Stored data entries |
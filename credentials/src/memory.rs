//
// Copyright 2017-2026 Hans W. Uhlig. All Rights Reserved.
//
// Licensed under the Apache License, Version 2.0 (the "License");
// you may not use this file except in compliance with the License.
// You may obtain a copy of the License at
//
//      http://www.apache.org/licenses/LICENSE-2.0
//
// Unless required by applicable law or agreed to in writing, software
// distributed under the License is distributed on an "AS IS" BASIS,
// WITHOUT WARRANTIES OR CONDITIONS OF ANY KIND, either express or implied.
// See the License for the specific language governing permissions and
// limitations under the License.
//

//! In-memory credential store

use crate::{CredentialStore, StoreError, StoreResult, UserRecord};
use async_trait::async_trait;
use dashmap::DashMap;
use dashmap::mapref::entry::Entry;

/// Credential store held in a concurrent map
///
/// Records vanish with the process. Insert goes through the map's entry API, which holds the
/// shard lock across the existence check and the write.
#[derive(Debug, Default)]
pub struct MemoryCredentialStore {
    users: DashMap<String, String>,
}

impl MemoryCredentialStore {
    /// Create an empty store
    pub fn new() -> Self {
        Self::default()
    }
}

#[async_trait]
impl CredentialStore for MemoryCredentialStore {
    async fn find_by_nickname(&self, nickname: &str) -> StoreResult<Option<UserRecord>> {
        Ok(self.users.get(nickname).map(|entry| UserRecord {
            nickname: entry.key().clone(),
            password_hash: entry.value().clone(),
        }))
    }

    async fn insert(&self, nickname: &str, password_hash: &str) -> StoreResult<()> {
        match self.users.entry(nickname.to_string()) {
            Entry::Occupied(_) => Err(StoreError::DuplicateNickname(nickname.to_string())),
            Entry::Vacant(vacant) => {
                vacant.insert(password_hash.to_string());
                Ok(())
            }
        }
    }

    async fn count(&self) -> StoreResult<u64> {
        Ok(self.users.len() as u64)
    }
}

Task item | The output is every entry, printed exactly as it reads.

Response to this task |
filename credentials/src/memory.rs
//
// Copyright 2017-2026 Hans W. Uhlig. All Rights Reserved.
//
// Licensed under the Apache License, Version 2.0 (the "License");
// you may not use this file except in compliance with the License.
// You may obtain a copy of the License at
//
//      http://www.apache.org/licenses/LICENSE-2.0
//
// Unless required by applicable law or agreed to in writing, software
// distributed under the License is distributed on an "AS IS" BASIS,
// WITHOUT WARRANTIES OR CONDITIONS OF ANY KIND, either express or implied.
// See the License for the specific language governing permissions and
// limitations under the License.
//

//! In-memory credential store

use crate::{CredentialStore, StoreError, StoreResult, UserRecord};
use async_trait::async_trait;
use dashmap::DashMap;
use dashmap::mapref::entry::Entry;

/// Credential store held in a concurrent map
///
/// Records vanish with the process. Insert goes through the map's entry API, which holds the
/// shard lock across the existence check and the write.
#[derive(Debug, Default)]
pub struct MemoryCredentialStore {
    users: DashMap<String, String>,
}

impl MemoryCredentialStore {
    /// Create an empty store
    pub fn new() -> Self {
        Self::default()
    }
}

#[async_trait]
impl CredentialStore for MemoryCredentialStore {
    async fn find_by_nickname(&self, nickname: &str) -> StoreResult<Option<UserRecord>> {
        Ok(self.users.get(nickname).map(|entry| UserRecord {
            nickname: entry.key().clone(),
            password_hash: entry.value().clone(),
        }))
    }

    async fn insert(&self, nickname: &str, password_hash: &str) -> StoreResult<()> {
        match self.users.entry(nickname.to_string()) {
            Entry::Occupied(_) => Err(StoreError::DuplicateNickname(nickname.to_string())),
            Entry::Vacant(vacant) => {
                vacant.insert(password_hash.to_string());
                Ok(())
            }
        }
    }

    async fn count(&self) -> StoreResult<u64> {
        Ok(self.users.len() as u64)
    }
}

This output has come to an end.